Сабля князя Пожарского (Трускиновская) - страница 55

— Ты, поди, голоден, сейчас на стол соберу. Мы с соседкой сегодня хлебы пекли, так славно удались — пышные, ноздреватые. Глебушка, возьми с полки ковригу, нарежь, а я из сеней грибков принесу.

— Голоден? — сам себя спросил Чекмай.

Глеб рассмеялся.

И они весело сели за стол, хотя время уже не то что к ужину — скорее к утренней трапезе располагало.

Для полного счастья недоставало лишь Мити.

Они вспомнили Вологду, вспомнили, как вместе уходили на войну, Ульянушка всплакнула, когда речь зашла о погибших товарищах.

А потом Чекмай ушел.

Он шагал по ночному городу, держа в левой руке рукоять летучего кистеня. И на нем, как постоянно в последние дни, была кольчуга.

Глава седьмая

— Гаврюша, выйдем-ка на двор, — сказала сыну Настасья. — Потолковать надобно.
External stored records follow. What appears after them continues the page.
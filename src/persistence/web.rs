use super::BlobStore;
use crate::error::StoreError;

/// Browser LocalStorage, keys prefixed to avoid clashing with other pages
#[derive(Debug, Clone, Default)]
pub struct LocalStorageStore;

impl LocalStorageStore {
    const PREFIX: &'static str = "tap_rush_";

    pub fn new() -> Self {
        Self
    }

    fn storage() -> Result<web_sys::Storage, StoreError> {
        web_sys::window()
            .and_then(|w| w.local_storage().ok())
            .flatten()
            .ok_or_else(|| StoreError::Unavailable("LocalStorage not accessible".to_string()))
    }
}

impl BlobStore for LocalStorageStore {
    fn read(&self, key: &str) -> Result<Option<String>, StoreError> {
        let storage = Self::storage()?;
        storage
            .get_item(&format!("{}{}", Self::PREFIX, key))
            .map_err(|_| StoreError::Unavailable(format!("get_item failed for '{key}'")))
    }

    fn write(&mut self, key: &str, value: &str) -> Result<(), StoreError> {
        let storage = Self::storage()?;
        storage
            .set_item(&format!("{}{}", Self::PREFIX, key), value)
            .map_err(|_| StoreError::Unavailable(format!("set_item failed for '{key}'")))
    }
}
//! Clock driven value animation.

mod path;

pub use path::{Easing, PROGRESS_MAX};

#[derive(Debug, Clone, Copy, PartialEq, Eq, thiserror::Error)]
pub enum AnimationError {
    #[error("animation end value {end} is below start value {start}")]
    InvalidRange { start: i32, end: i32 },
    #[error("animation duration must be at least 1ms")]
    ZeroDuration,
}

#[derive(Debug, Clone, Copy, PartialEq, Eq)]
pub enum Repeat {
    Infinite,
    /// Total number of cycles, `Count(0)` runs once like `Count(1)`.
    Count(u32),
}

#[derive(Debug, Clone, Copy, PartialEq, Eq)]
pub struct AnimationConfig {
    pub start: i32,
    pub end: i32,
    pub duration_ms: u32,
    pub playback_ms: u32,
    pub playback_delay_ms: u32,
    pub repeat_delay_ms: u32,
    pub repeat: Repeat,
    pub easing: Easing,
}

impl AnimationConfig {
    pub fn needle_sweep() -> Self {
        Self {
            start: 0,
            end: 100,
            duration_ms: 500,
            playback_ms: 500,
            playback_delay_ms: 100,
            repeat_delay_ms: 100,
            repeat: Repeat::Infinite,
            easing: Easing::Linear,
        }
    }

    pub fn validate(&self) -> Result<(), AnimationError> {
        if self.end < self.start {
            return Err(AnimationError::InvalidRange {
                start: self.start,
                end: self.end,
            });
        }
        if self.duration_ms == 0 {
            return Err(AnimationError::ZeroDuration);
        }
        Ok(())
    }

    fn run_ms(&self) -> u64 {
        let mut run = self.duration_ms as u64;
        if self.playback_ms > 0 {
            run += self.playback_delay_ms as u64 + self.playback_ms as u64;
        }
        run
    }
}

impl Default for AnimationConfig {
    fn default() -> Self {
        Self::needle_sweep()
    }
}

#[derive(Debug, Clone)]
pub struct ValueAnimation {
    config: AnimationConfig,
    started_at_ms: u32,
}

impl ValueAnimation {
    pub fn start(config: AnimationConfig, clock_ms: u32) -> Result<Self, AnimationError> {
        config.validate()?;
        Ok(Self {
            config,
            started_at_ms: clock_ms,
        })
    }

    pub fn period_ms(&self) -> u64 {
        self.config.run_ms() + self.config.repeat_delay_ms as u64
    }

    fn total_ms(&self) -> Option<u64> {
        match self.config.repeat {
            Repeat::Infinite => None,
            Repeat::Count(count) => {
                let count = count.max(1) as u64;
                Some(count * self.period_ms() - self.config.repeat_delay_ms as u64)
            }
        }
    }

    pub fn is_finished(&self, clock_ms: u32) -> bool {
        let elapsed = clock_ms.saturating_sub(self.started_at_ms) as u64;
        self.total_ms().is_some_and(|total| elapsed >= total)
    }

    pub fn value_at(&self, clock_ms: u32) -> i32 {
        let AnimationConfig {
            start,
            end,
            duration_ms,
            playback_ms,
            playback_delay_ms,
            easing,
            ..
        } = self.config;

        if self.is_finished(clock_ms) {
            return if playback_ms > 0 { start } else { end };
        }

        let elapsed = clock_ms.saturating_sub(self.started_at_ms) as u64;
        let t = elapsed % self.period_ms();
        let duration = duration_ms as u64;

        if t < duration {
            return interpolate(start, end, t, duration, easing);
        }
        if playback_ms == 0 {
            return end;
        }

        let back_from = duration + playback_delay_ms as u64;
        if t < back_from {
            end
        } else if t < back_from + playback_ms as u64 {
            interpolate(end, start, t - back_from, playback_ms as u64, easing)
        } else {
            start
        }
    }
}

fn interpolate(from: i32, to: i32, t: u64, duration: u64, easing: Easing) -> i32 {
    let progress = (t * PROGRESS_MAX as u64 / duration) as i32;
    let eased = easing.apply(progress) as i64;
    let span = to as i64 - from as i64;
    (from as i64 + span * eased / PROGRESS_MAX as i64) as i32
}

#[cfg(test)]
mod tests {
    use super::*;

    fn without_delays() -> AnimationConfig {
        AnimationConfig {
            playback_delay_ms: 0,
            repeat_delay_ms: 0,
            ..AnimationConfig::needle_sweep()
        }
    }

    #[test]
    fn samples_start_end_and_back() {
        let anim = ValueAnimation::start(without_delays(), 0).unwrap();
        assert_eq!(anim.value_at(0), 0);
        assert_eq!(anim.value_at(250), 50);
        assert_eq!(anim.value_at(500), 100);
        assert_eq!(anim.value_at(750), 50);
        assert_eq!(anim.value_at(1000), 0);
    }

    #[test]
    fn default_sweep_holds_during_delays() {
        let anim = ValueAnimation::start(AnimationConfig::needle_sweep(), 0).unwrap();
        assert_eq!(anim.period_ms(), 1200);
        for t in 500..600 {
            assert_eq!(anim.value_at(t), 100, "t={t}");
        }
        assert_eq!(anim.value_at(850), 50);
        for t in 1100..1200 {
            assert_eq!(anim.value_at(t), 0, "t={t}");
        }
        assert_eq!(anim.value_at(1200), 0);
        assert_eq!(anim.value_at(1450), 50);
    }

    #[test]
    fn full_cycle_returns_to_start() {
        let anim = ValueAnimation::start(AnimationConfig::needle_sweep(), 0).unwrap();
        let period = anim.period_ms() as u32;
        for cycle in 0..5 {
            assert_eq!(anim.value_at(cycle * period), 0);
        }
    }

    #[test]
    fn value_stays_in_range() {
        for easing in [Easing::Linear, Easing::EaseIn, Easing::EaseOut, Easing::EaseInOut] {
            let config = AnimationConfig {
                easing,
                ..AnimationConfig::needle_sweep()
            };
            let anim = ValueAnimation::start(config, 7).unwrap();
            for t in 0..5000 {
                let v = anim.value_at(t);
                assert!((0..=100).contains(&v), "{easing:?} t={t} v={v}");
            }
        }
    }

    #[test]
    fn clock_before_start_reads_start_value() {
        let anim = ValueAnimation::start(AnimationConfig::needle_sweep(), 1000).unwrap();
        assert_eq!(anim.value_at(10), 0);
        assert_eq!(anim.value_at(1250), 50);
    }

    #[test]
    fn rejects_inverted_range() {
        let config = AnimationConfig {
            start: 100,
            end: 0,
            ..AnimationConfig::needle_sweep()
        };
        assert_eq!(
            ValueAnimation::start(config, 0).unwrap_err(),
            AnimationError::InvalidRange { start: 100, end: 0 }
        );
    }

    #[test]
    fn rejects_zero_duration() {
        let config = AnimationConfig {
            duration_ms: 0,
            ..AnimationConfig::needle_sweep()
        };
        assert_eq!(
            ValueAnimation::start(config, 0).unwrap_err(),
            AnimationError::ZeroDuration
        );
    }

    #[test]
    fn finite_repeat_settles() {
        let config = AnimationConfig {
            repeat: Repeat::Count(2),
            ..AnimationConfig::needle_sweep()
        };
        let anim = ValueAnimation::start(config, 0).unwrap();
        // two runs of 1100ms with one 100ms repeat delay between them
        assert!(!anim.is_finished(2299));
        assert!(anim.is_finished(2300));
        assert_eq!(anim.value_at(1450), 50);
        assert_eq!(anim.value_at(10_000), 0);
    }

    #[test]
    fn without_playback_restarts_from_start() {
        let config = AnimationConfig {
            playback_ms: 0,
            ..AnimationConfig::needle_sweep()
        };
        let anim = ValueAnimation::start(config, 0).unwrap();
        assert_eq!(anim.period_ms(), 600);
        assert_eq!(anim.value_at(550), 100);
        assert_eq!(anim.value_at(600), 0);
        assert_eq!(anim.value_at(850), 50);
    }

    #[test]
    fn single_run_without_playback_holds_end() {
        let config = AnimationConfig {
            playback_ms: 0,
            repeat: Repeat::Count(1),
            ..AnimationConfig::needle_sweep()
        };
        let anim = ValueAnimation::start(config, 0).unwrap();
        assert!(anim.is_finished(500));
        assert_eq!(anim.value_at(499), 99);
        assert_eq!(anim.value_at(5000), 100);
    }

    #[test]
    fn step_jumps_at_end_of_run() {
        let config = AnimationConfig {
            easing: Easing::Step,
            ..without_delays()
        };
        let anim = ValueAnimation::start(config, 0).unwrap();
        assert_eq!(anim.value_at(499), 0);
        assert_eq!(anim.value_at(500), 100);
        assert_eq!(anim.value_at(999), 100);
        assert_eq!(anim.value_at(1000), 0);
    }
}
pub const PROGRESS_MAX: i32 = 1024;

#[derive(Debug, Clone, Copy, PartialEq, Eq, Default)]
pub enum Easing {
    #[default]
    Linear,
    EaseIn,
    EaseOut,
    EaseInOut,
    /// Holds the start value for the whole run, then jumps to the end.
    Step,
}

impl Easing {
    pub fn apply(self, progress: i32) -> i32 {
        let p = progress.clamp(0, PROGRESS_MAX);
        match self {
            Easing::Linear => p,
            Easing::EaseIn => p * p / PROGRESS_MAX,
            Easing::EaseOut => {
                let rest = PROGRESS_MAX - p;
                PROGRESS_MAX - rest * rest / PROGRESS_MAX
            }
            Easing::EaseInOut => {
                if p < PROGRESS_MAX / 2 {
                    2 * p * p / PROGRESS_MAX
                } else {
                    let rest = PROGRESS_MAX - p;
                    PROGRESS_MAX - 2 * rest * rest / PROGRESS_MAX
                }
            }
            Easing::Step => {
                if p >= PROGRESS_MAX {
                    PROGRESS_MAX
                } else {
                    0
                }
            }
        }
    }
}

#[cfg(test)]
mod tests {
    use super::*;

    const ALL: [Easing; 5] = [
        Easing::Linear,
        Easing::EaseIn,
        Easing::EaseOut,
        Easing::EaseInOut,
        Easing::Step,
    ];

    #[test]
    fn endpoints_are_fixed() {
        for easing in ALL {
            assert_eq!(easing.apply(0), 0, "{easing:?}");
            assert_eq!(easing.apply(PROGRESS_MAX), PROGRESS_MAX, "{easing:?}");
        }
    }

    #[test]
    fn curves_are_monotonic_and_bounded() {
        for easing in ALL {
            let mut last = 0;
            for p in 0..=PROGRESS_MAX {
                let v = easing.apply(p);
                assert!((0..=PROGRESS_MAX).contains(&v), "{easing:?} at {p}");
                assert!(v >= last, "{easing:?} decreased at {p}");
                last = v;
            }
        }
    }

    #[test]
    fn ease_in_starts_slow_and_ease_out_starts_fast() {
        assert!(Easing::EaseIn.apply(256) < 256);
        assert!(Easing::EaseOut.apply(256) > 256);
        assert_eq!(Easing::EaseInOut.apply(512), 512);
    }
}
На дворе росли две березы, по весне из них добывали сок. Вот и сейчас он стекал в горшки, подставленные под особые желобки. Там же была небольшая лавочка. Настасья села и усадила рядом Гаврилу.

— Вот привез ты сюда Авдотью с сыном… Я тебя за то не корю! Привез — и ладно! И вот живем мы с той Авдотьей, и чем дальше — тем хуже. Сил моих нет смотреть, как она с Никишкой нянчится! Все лучшее — только ему! Пирог печем вместе, так лучший кусочек — Никишке. Вчера смотрю — Никишка пряник ест. Один ест большой пряник, ни с кем не делится! А Олешенька на него глядит и слезки утирает!

— Дурно, — сказал Гаврила.

— Я на Торг ходила, так всем прянички и орешки принесла, Никишку не обделила. А ему, вишь, мать пряник дала — о нас и не подумала. Где-то она деньгами разжилась — ему новые порточки справила, рубашонку не сшила, как хорошая мать, а купила на Торгу. И вот что, Гаврюшенька, она тут какую-то родню сыскала, все время норовит туда убежать и сынка с собой берет. Так вот я и думаю — хорошо бы ее вовсе к той родне спровадить.

— Хорошо, да не очень. Ведь Никита нам не чужой, он и мне, и сестрицам вроде как родной дядюшка, — усмехнулся Гаврила. — А там еще неведомо, что за родня.

Настасья хотела было высказать свое мнение по этому поводу, но удержалась.

— Вконец она избалует твоего дядюшку. А он уже в той поре, что нужно о службе задуматься. А ей и невдомек. Она с ним нянчится, как я вот — с Олешенькой. Того гляди, в зыбку уложит и качать примется. Я своими глазами видела — он грязные лапищи под рукомоем кое-как вымыл, а она подбежала и вытерла их чистым рушником, на рушнике следы остались. Детине двенадцать лет, а она ему ручки, как дитяти, вытирает!

Гаврила рассмеялся.

— Весело тебе? — спросила Настасья. — Да ежели так дальше пойдет, она его и на службу отпускать не пожелает! При себе будет держать, как девку на выданье! А мы — не вечные, призовет ее Господь — и сядет этот Никитушка тебе на шею!